Pete Townshend non è solo un fantastico chitarrista, cantante e polistrumentista, ma anche l’autore in quattro anni di ben due opere rock (e mezzo). Il che lo pone su un piano compositivo superiore rispetto a molti altri colleghi ben più tecnicamente dotati. Jimmy Page e Jimi Hendrix (tecnicamente su un altro pianeta) hanno registrato dischi immortali, ma Townshend (nato Peter Dennis Blandford il 19 maggio 1945 a Chiswick, Londra) ha coniugato rock e teatro, letteratura e cinema, rendendosi trasversale tra varie espressioni artistiche.
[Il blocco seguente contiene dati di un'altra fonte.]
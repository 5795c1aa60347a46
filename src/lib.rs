//! pushhub - WebSub (PubSubHubbub) hub for git push events
//!
//! A notification hub: subscribers register a callback URL for a topic, the
//! hub verifies their intent with a challenge handshake, and every git push
//! fans out as an HMAC-signed POST to each active subscriber.

pub mod hub;
pub mod publisher;
pub mod server;
pub mod store;

pub use hub::{Hub, HubConfig, Subscription, SubscriptionRegistry, VerificationError, VerifyMode};
pub use store::{MemoryStore, NullStore, Store, StoreError};
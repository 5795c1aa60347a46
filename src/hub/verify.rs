//! Subscription-intent verification
//!
//! Before committing a subscribe or unsubscribe the hub confirms the request
//! actually came from whoever controls the callback URL: it GETs the callback
//! with a random challenge and expects the challenge echoed back verbatim.
//! One shot, no retries; a failed verification simply rejects the request.

use crate::hub::Subscription;
use chrono::Utc;
use rand::Rng;
use thiserror::Error;
use tracing::{debug, info};

/// Verification errors
#[derive(Debug, Error)]
pub enum VerificationError {
    #[error("verification GET failed: {0}")]
    TransportFailed(String),

    #[error("callback did not echo the challenge")]
    ChallengeMismatch,
}

/// Which lifecycle change is being verified
#[derive(Debug, Clone, Copy, PartialEq, Eq)]
pub enum VerifyMode {
    Subscribe,
    Unsubscribe,
}

impl VerifyMode {
    pub fn as_str(&self) -> &'static str {
        match self {
            VerifyMode::Subscribe => "subscribe",
            VerifyMode::Unsubscribe => "unsubscribe",
        }
    }
}

impl std::fmt::Display for VerifyMode {
    fn fmt(&self, f: &mut std::fmt::Formatter<'_>) -> std::fmt::Result {
        f.write_str(self.as_str())
    }
}

/// Generate a random challenge token
///
/// 32 bytes of cryptographic randomness, hex-encoded so the token is plain
/// ASCII and survives URL encoding and client-side escaping unambiguously.
fn challenge_token() -> String {
    let mut rng = rand::rng();
    let mut bytes = [0u8; 32];
    rng.fill(&mut bytes);
    hex::encode(bytes)
}

/// Run the challenge/response handshake against the subscription's callback
///
/// Succeeds only if the callback answers 2xx with a body byte-for-byte equal
/// to the challenge. `hub.lease_seconds` (seconds remaining on the lease) is
/// sent for subscribe only; subscribers must ignore it on unsubscribe anyway.
pub async fn verify(
    client: &reqwest::Client,
    mode: VerifyMode,
    sub: &Subscription,
) -> Result<(), VerificationError> {
    let challenge = challenge_token();

    let mut request_url = sub.callback.clone();
    {
        let mut query = request_url.query_pairs_mut();
        query.append_pair("hub.mode", mode.as_str());
        query.append_pair("hub.topic", &sub.topic);
        query.append_pair("hub.challenge", &challenge);
        if mode == VerifyMode::Subscribe {
            let remaining = (sub.lease_expires - Utc::now()).num_seconds().max(0);
            query.append_pair("hub.lease_seconds", &remaining.to_string());
        }
    }

    debug!(mode = %mode, callback = %sub.callback, "Issuing verification GET");

    let response = client
        .get(request_url)
        .send()
        .await
        .map_err(|e| VerificationError::TransportFailed(e.to_string()))?;

    let status = response.status();
    if !status.is_success() {
        return Err(VerificationError::TransportFailed(format!(
            "status code {}",
            status
        )));
    }

    let body = response
        .bytes()
        .await
        .map_err(|e| VerificationError::TransportFailed(e.to_string()))?;

    if body.as_ref() != challenge.as_bytes() {
        return Err(VerificationError::ChallengeMismatch);
    }

    info!(mode = %mode, topic = %sub.topic, callback = %sub.callback, "Verification succeeded");
    Ok(())
}

#[cfg(test)]
mod tests {
    use super::*;

    #[test]
    fn challenge_is_64_hex_chars() {
        let challenge = challenge_token();
        assert_eq!(challenge.len(), 64);
        assert!(challenge.chars().all(|c| c.is_ascii_hexdigit()));
    }

    #[test]
    fn challenges_are_unique() {
        assert_ne!(challenge_token(), challenge_token());
    }

    #[test]
    fn mode_strings_match_protocol_literals() {
        assert_eq!(VerifyMode::Subscribe.as_str(), "subscribe");
        assert_eq!(VerifyMode::Unsubscribe.as_str(), "unsubscribe");
    }
}
//! CLI definitions

mod commands;

pub use commands::{Cli, Commands};
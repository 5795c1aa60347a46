//! Test subscriber for a pushhub hub
//!
//! Serves a callback endpoint that passes the hub's verification handshake,
//! subscribes itself to a topic, and prints every payload the hub delivers,
//! checking the `X-Hub-Signature` header along the way.

use anyhow::{Context, Result};
use axum::extract::{Query, State};
use axum::http::{HeaderMap, StatusCode};
use axum::routing::get;
use axum::Router;
use clap::Parser;
use pushhub::hub::signature;
use std::collections::HashMap;
use std::net::SocketAddr;
use tracing::{info, warn};
use tracing_subscriber::{layer::SubscriberExt, util::SubscriberInitExt, EnvFilter};

#[derive(Parser)]
#[command(name = "pushhub-subscribe")]
#[command(about = "Subscribe to a pushhub hub and print delivered payloads")]
#[command(version)]
struct Args {
    /// Hub endpoint to send the subscription request to
    #[arg(long, default_value = "http://localhost:8080/hub")]
    hub: String,

    /// Topic to subscribe to
    #[arg(long, default_value = "http://localhost:8080/testrepo/events/push")]
    topic: String,

    /// Address to serve the callback endpoint on
    #[arg(short, long, default_value = "0.0.0.0:54321")]
    bind: String,

    /// Host:port the hub should call us back on
    #[arg(long, default_value = "localhost:54321")]
    advertise: String,

    /// Secret used to key delivery signatures (random if omitted)
    #[arg(long)]
    secret: Option<String>,
}

#[derive(Clone)]
struct CallbackState {
    secret: String,
}

#[tokio::main]
async fn main() -> Result<()> {
    tracing_subscriber::registry()
        .with(EnvFilter::try_from_default_env().unwrap_or_else(|_| EnvFilter::new("info")))
        .with(tracing_subscriber::fmt::layer())
        .init();

    let args = Args::parse();
    let secret = args
        .secret
        .clone()
        .unwrap_or_else(pushhub::publisher::generate_nonce);

    let app = Router::new()
        .route("/callback", get(verification_handler).post(delivery_handler))
        .with_state(CallbackState {
            secret: secret.clone(),
        });

    let bind_addr: SocketAddr = args.bind.parse().context("Invalid bind address")?;
    let listener = tokio::net::TcpListener::bind(bind_addr)
        .await
        .context("Failed to bind callback listener")?;
    info!(addr = %bind_addr, "Callback server listening");

    tokio::spawn(async move {
        if let Err(e) = axum::serve(listener, app).await {
            warn!(error = %e, "Callback server failed");
        }
    });

    // Now that we can answer the verification GET, ask the hub to subscribe us
    let callback = format!("http://{}/callback", args.advertise);
    let response = reqwest::Client::new()
        .post(&args.hub)
        .form(&[
            ("hub.mode", "subscribe"),
            ("hub.topic", &args.topic),
            ("hub.callback", &callback),
            ("hub.secret", &secret),
        ])
        .send()
        .await
        .context("Subscription request failed")?;

    let status = response.status();
    let body = response.text().await.unwrap_or_default();
    if status != StatusCode::ACCEPTED {
        anyhow::bail!("hub rejected subscription ({}): {}", status, body);
    }
    info!(topic = %args.topic, callback = %callback, "Subscription accepted, awaiting verification");

    tokio::signal::ctrl_c().await?;
    Ok(())
}

async fn verification_handler(
    Query(params): Query<HashMap<String, String>>,
) -> (StatusCode, String) {
    let mode = params.get("hub.mode").cloned().unwrap_or_default();
    let topic = params.get("hub.topic").cloned().unwrap_or_default();
    info!(mode = %mode, topic = %topic, "Echoing verification challenge");

    match params.get("hub.challenge") {
        Some(challenge) => (StatusCode::OK, challenge.clone()),
        None => (StatusCode::BAD_REQUEST, "missing hub.challenge".to_string()),
    }
}

async fn delivery_handler(
    State(state): State<CallbackState>,
    headers: HeaderMap,
    body: axum::body::Bytes,
) -> StatusCode {
    let received = headers
        .get("X-Hub-Signature")
        .and_then(|v| v.to_str().ok())
        .unwrap_or("");
    let expected = signature(&state.secret, &body);
    if received != expected {
        warn!(received = %received, "Delivery signature mismatch, rejecting");
        return StatusCode::BAD_REQUEST;
    }

    let content_type = headers
        .get(axum::http::header::CONTENT_TYPE)
        .and_then(|v| v.to_str().ok())
        .unwrap_or("(none)");
    println!("Received {} bytes ({})", body.len(), content_type);
    println!("{}", String::from_utf8_lossy(&body));
    StatusCode::OK
}
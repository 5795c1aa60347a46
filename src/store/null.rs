//! No-op store

use crate::hub::Subscription;
use crate::store::{Store, StoreError};
use async_trait::async_trait;

/// Store that persists nothing and loads nothing
///
/// The default backend: subscriptions live only as long as the process, which
/// is acceptable because leases force subscribers to renew anyway.
#[derive(Debug, Clone, Default)]
pub struct NullStore;

#[async_trait]
impl Store for NullStore {
    async fn subscribe(&self, _subs: &[Subscription]) -> Result<(), StoreError> {
        Ok(())
    }

    async fn unsubscribe(&self, _subs: &[Subscription]) -> Result<(), StoreError> {
        Ok(())
    }

    async fn load(
        &self,
        _visit: &mut (dyn FnMut(Subscription) + Send),
    ) -> Result<(), StoreError> {
        Ok(())
    }
}
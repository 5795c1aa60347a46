//! pushhub CLI entry point
//!
//! One binary, two personalities: `serve` runs the hub and installs itself
//! as the repository's post-receive hook; when git later invokes that hook
//! (argv[0] is `post-receive`, or the explicit `hook` subcommand), the same
//! binary relays the push payload to the serving process.

mod cli;

use crate::cli::{Cli, Commands};
use anyhow::{Context, Result};
use clap::Parser;
use pushhub::hub::{Hub, HubConfig};
use pushhub::publisher;
use pushhub::server::{self, HookState, HubState};
use pushhub::store::NullStore;
use std::net::SocketAddr;
use std::path::Path;
use std::sync::Arc;
use tokio::net::TcpListener;
use tokio::signal;
use tracing::{error, info, warn};
use tracing_subscriber::{layer::SubscriberExt, util::SubscriberInitExt, EnvFilter};

#[tokio::main]
async fn main() -> Result<()> {
    // Load .env file if present
    dotenvy::dotenv().ok();

    // Initialize tracing
    tracing_subscriber::registry()
        .with(EnvFilter::try_from_default_env().unwrap_or_else(|_| EnvFilter::new("info")))
        .with(tracing_subscriber::fmt::layer())
        .init();

    // git runs us under the hook's name; dispatch before clap sees argv
    let argv0 = std::env::args().next().unwrap_or_default();
    let invoked_as_hook = Path::new(&argv0)
        .file_name()
        .map(|n| n.to_string_lossy().starts_with("post-receive"))
        .unwrap_or(false);
    if invoked_as_hook {
        return Ok(publisher::relay_hook().await?);
    }

    let cli = Cli::parse();

    match cli.command {
        Commands::Serve {
            listen,
            hub_endpoint,
            topic_prefix,
            lease_seconds,
        } => serve(listen, hub_endpoint, topic_prefix, lease_seconds).await,
        Commands::Hook => Ok(publisher::relay_hook().await?),
    }
}

async fn serve(
    listen: String,
    hub_endpoint: String,
    topic_prefix: String,
    lease_seconds: i64,
) -> Result<()> {
    let git_dir = publisher::git_dir()
        .await
        .context("pushhub serve must run inside a git repository")?;
    let repo = publisher::repo_name(&git_dir).await?;
    let topic = publisher::topic_for(&topic_prefix, &repo);

    let config = HubConfig {
        lease_duration: chrono::Duration::seconds(lease_seconds),
        ..Default::default()
    };
    let valid_topic = topic.clone();
    let hub = Arc::new(Hub::new(
        config,
        Arc::new(move |t: &str| t == valid_topic),
        Arc::new(NullStore),
    ));
    hub.load().await?;

    // Loopback listener the push hook reports into, on an ephemeral port
    let nonce = publisher::generate_nonce();
    let hook_listener = TcpListener::bind("127.0.0.1:0")
        .await
        .context("Listening on the local hook callback port failed")?;
    let hook_addr = hook_listener.local_addr()?;
    info!(addr = %hook_addr, "Listening for hook callbacks");

    let hook_app = server::hook_router(HookState {
        hub: hub.clone(),
        topic: topic.clone(),
        nonce: nonce.clone(),
    });
    tokio::spawn(async move {
        if let Err(e) = server::serve(hook_listener, hook_app).await {
            error!(error = %e, "Hook callback listener failed");
        }
    });

    let endpoint = format!("http://{}/", hook_addr);
    publisher::write_nonce_file(&git_dir, &endpoint, &nonce)
        .context("Failed to write pubsubhubbub nonce file")?;
    publisher::install_post_receive_hook(&git_dir)?;

    let bind_addr: SocketAddr = listen.parse().context("Invalid listen address")?;
    let app = server::hub_router(&hub_endpoint, HubState { hub: hub.clone() });

    println!("Serving pubsubhubbub on http://{}{}", listen, hub_endpoint);
    println!("Available topics:\n    {}", topic);

    // Run until a signal arrives, then clean the repo back up
    tokio::select! {
        result = server::run_server(bind_addr, app) => {
            result?;
        }
        _ = shutdown_signal() => {
            info!("Shutdown signal received, stopping hub");
        }
    }

    let in_flight = hub.in_flight_deliveries();
    if in_flight > 0 {
        warn!(in_flight = in_flight, "Exiting with deliveries still in flight");
    }
    publisher::remove_artifacts(&git_dir);

    info!("pushhub stopped");
    Ok(())
}

async fn shutdown_signal() {
    let ctrl_c = async {
        signal::ctrl_c()
            .await
            .expect("Failed to install Ctrl+C handler");
    };

    #[cfg(unix)]
    let terminate = async {
        signal::unix::signal(signal::unix::SignalKind::terminate())
            .expect("Failed to install SIGTERM handler")
            .recv()
            .await;
    };

    #[cfg(not(unix))]
    let terminate = std::future::pending::<()>();

    tokio::select! {
        _ = ctrl_c => {},
        _ = terminate => {},
    }
}
//! CLI command definitions

use clap::{Parser, Subcommand};

#[derive(Parser)]
#[command(name = "pushhub")]
#[command(about = "WebSub (PubSubHubbub) hub publishing git push events", long_about = None)]
#[command(version)]
pub struct Cli {
    #[command(subcommand)]
    pub command: Commands,
}

#[derive(Subcommand)]
pub enum Commands {
    /// Serve the hub and install the push hook in the current repository
    Serve {
        /// Address to listen on
        #[arg(short, long, default_value = "0.0.0.0:8080", env = "PUSHHUB_LISTEN")]
        listen: String,

        /// Path the hub endpoint is mounted at
        #[arg(long, default_value = "/hub", env = "PUSHHUB_ENDPOINT")]
        hub_endpoint: String,

        /// URL prefix under which topics appear
        #[arg(
            long,
            default_value = "http://localhost:8080/",
            env = "PUSHHUB_TOPIC_PREFIX"
        )]
        topic_prefix: String,

        /// Subscription lease duration in seconds
        #[arg(long, default_value_t = 3 * 60 * 60, env = "PUSHHUB_LEASE_SECONDS")]
        lease_seconds: i64,
    },

    /// Relay a git hook invocation to the hub (run by git, not by hand)
    Hook,
}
A consegnarlo ai posteri basterebbe solo quello che ha composto tra il 1969 e il 1973.
«So che non mi crederà nessuno, ma io sto davvero pensando di scrivere un’opera rock che abbia per protagonista un giocatore di flipper sordo, muto e cieco. Non sto scherzando, anche se per ora è solo un’idea che ho in testa. Non c’è niente di definito.»
Dichiarazione a Rolling Stone, 14 settembre 1968.
Tommy è la prima opera rock della storia ad essere diventata celebre presso il grande pubblico. All’uscita del disco, nel 1969, ne fu fatta subito una versione teatrale che spopolò a Broadway e divenne un fenomeno di costume. La notte che Matt Murdock diventa Devil nel fumetto della Marvel, è andato a teatro a vedere Tommy.
Sordo, muto e cieco dalla nascita per reazione a quello che non vorrebbe percepire, Tommy da fanciullo complessato e vittima di abusi diventa un mago del flipper e quindi una sorta di messia riluttante. Il film del visionario Ken Russell (1975) con Roger Daltrey protagonista racconta la sua odissea tra personaggi indimenticabili, Pinball Wizard (Elton John), lo zio Ernie (Keith Moon), Acid Queen (Tina Turner), il predicatore (Eric Clapton), lo psichiatra (Jack Nicholson). Nello stesso anno il disco fu rieditato con i musicisti del cast.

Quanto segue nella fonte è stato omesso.